Hi Kairui - a quick update.
Took me awhile to get a host that matches your memory spec:
free -m
total used free shared buff/cache available
Mem: 31609 5778 7634 20 18664 25831
Swap: 65535 1 65534
I think I managed to reproduce your observations (average over 5 runs):
Baseline (6.19)
real: mean: 191.19s, stdev: 4.53s
user: mean: 46.98s, stdev: 0.15s
sys: mean: 127.97s, stdev: 3.95s
average throughput: 382057 KB/s
average free time: 8179978 usecs
Vswap:
real: mean: 199.85s, stdev: 6.09s
user: mean: 46.51s, stdev: 0.25s
sys: mean: 137.24s, stdev: 6.46s
average throughput: 367437 KB/s
average free time: 9887107.6 usecs
(command is time ./usemem --init-time -w -O -s 10 -n 1 56g)

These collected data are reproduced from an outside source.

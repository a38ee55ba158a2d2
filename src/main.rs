use anyhow::Result;
use clap::Parser;
use std::path::PathBuf;
use tracing_subscriber::EnvFilter;

use flasharb::app::{self, AppCfg};
use flasharb::config::Config;
use flasharb::Direction;

#[derive(Parser, Debug)]
#[command(version, about = "Flash loan arbitrage between two venues")]
struct Args {
    /// Path to config file; the built-in demo world is used when omitted
    #[arg(long)]
    config: Option<PathBuf>,

    /// Amount of the borrowed token to flash-borrow (raw units)
    #[arg(long)]
    amount: Option<u64>,

    /// Which venue trades first: first-then-second or second-then-first
    #[arg(long)]
    direction: Option<Direction>,

    /// Slippage tolerance in basis points
    #[arg(long)]
    slippage_bps: Option<u32>,

    /// Surplus that must stay with the engine after repayment
    #[arg(long)]
    amount_required: Option<u64>,

    /// Seconds from the ledger clock until the swaps expire
    #[arg(long)]
    deadline_secs: Option<i64>,

    /// Write the JSON report here instead of stdout
    #[arg(long)]
    report: Option<PathBuf>,
}

fn main() -> Result<()> {
    tracing_subscriber::fmt()
        .with_env_filter(EnvFilter::try_from_default_env().unwrap_or_else(|_| EnvFilter::new("info")))
        .with_writer(std::io::stderr)
        .init();
    let args = Args::parse();

    // Priority: CLI args > Config file > Defaults
    let cfg = match &args.config {
        Some(path) => Config::from_file(path)?,
        None => Config::default(),
    };
    let mut app_cfg = AppCfg::from_config(cfg)?;

    if let Some(amount) = args.amount {
        app_cfg.amount = amount;
    }
    if let Some(direction) = args.direction {
        app_cfg.direction = direction;
    }
    if let Some(slippage_bps) = args.slippage_bps {
        app_cfg.slippage_bps = slippage_bps;
    }
    if let Some(amount_required) = args.amount_required {
        app_cfg.amount_required = amount_required;
    }
    if let Some(deadline_secs) = args.deadline_secs {
        app_cfg.deadline_secs = deadline_secs;
    }
    app_cfg.report_path = args.report;
    app_cfg.validate()?;

    app::run(app_cfg)
}
//! Utility functions and helpers

use solana_sdk::pubkey::Pubkey;

/// Format amount with proper decimals
pub fn format_amount(amount: u64, decimals: u8) -> String {
    let value = amount as f64 / 10_f64.powi(decimals as i32);
    format!("{:.6}", value)
}

/// Shorten an address for log lines
pub fn short_address(address: &Pubkey) -> String {
    let s = address.to_string();
    if s.len() <= 16 {
        return s;
    }
    format!("{}...{}", &s[..8], &s[s.len() - 8..])
}

/// Generate unique ID
pub fn generate_id() -> String {
    uuid::Uuid::new_v4().to_string()
}

/// Serialize a `Pubkey` as its base58 string
pub mod pubkey_serde {
    use serde::{Deserialize, Deserializer, Serializer};
    use solana_sdk::pubkey::Pubkey;
    use std::str::FromStr;

    pub fn serialize<S: Serializer>(key: &Pubkey, serializer: S) -> Result<S::Ok, S::Error> {
        serializer.collect_str(key)
    }

    pub fn deserialize<'de, D: Deserializer<'de>>(deserializer: D) -> Result<Pubkey, D::Error> {
        let s = String::deserialize(deserializer)?;
        Pubkey::from_str(&s).map_err(serde::de::Error::custom)
    }
}

#[cfg(test)]
mod tests {
    use super::*;

    #[test]
    fn short_address_keeps_both_ends() {
        let key = Pubkey::new_unique();
        let full = key.to_string();
        let short = short_address(&key);
        assert!(short.starts_with(&full[..8]));
        assert!(short.ends_with(&full[full.len() - 8..]));
    }

    #[test]
    fn pubkey_serializes_as_base58() {
        #[derive(serde::Serialize, serde::Deserialize)]
        struct Holder {
            #[serde(with = "pubkey_serde")]
            key: Pubkey,
        }

        let key = Pubkey::new_unique();
        let json = serde_json::to_string(&Holder { key }).unwrap();
        assert_eq!(json, format!("{{\"key\":\"{}\"}}", key));
        let back: Holder = serde_json::from_str(&json).unwrap();
        assert_eq!(back.key, key);
    }

    #[test]
    fn format_amount_scales_by_decimals() {
        assert_eq!(format_amount(1_500_000, 6), "1.500000");
    }
}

I think I figured out where the bulk of the regression lay - it's in
the PTE zapping path. In a nutshell, we're not batching in the case
where these PTEs are backed by virtual swap entries with zswap
backends (even though there is not a good reason not to batch), and
unnecessarily performing unnecesary xarray lookups to resolve the
backend for some superfluous checks (2 xarray lookups for every PTE,
which is wasted work because as noted earlier, we ended up not
batching anyway).
Just by simply fixing this issue, the gap is much closer
real: mean: 192.24s, stdev: 4.82s
user: mean: 46.42s, stdev: 0.27s
sys: mean: 129.84s, stdev: 4.59s
average throughput: 380670 KB/s
average free time: 8583381.4 usecs
I also discovered a couple more inefficiencies in vswap free path.
Hopefully once we fix those, the gap will be non-existent.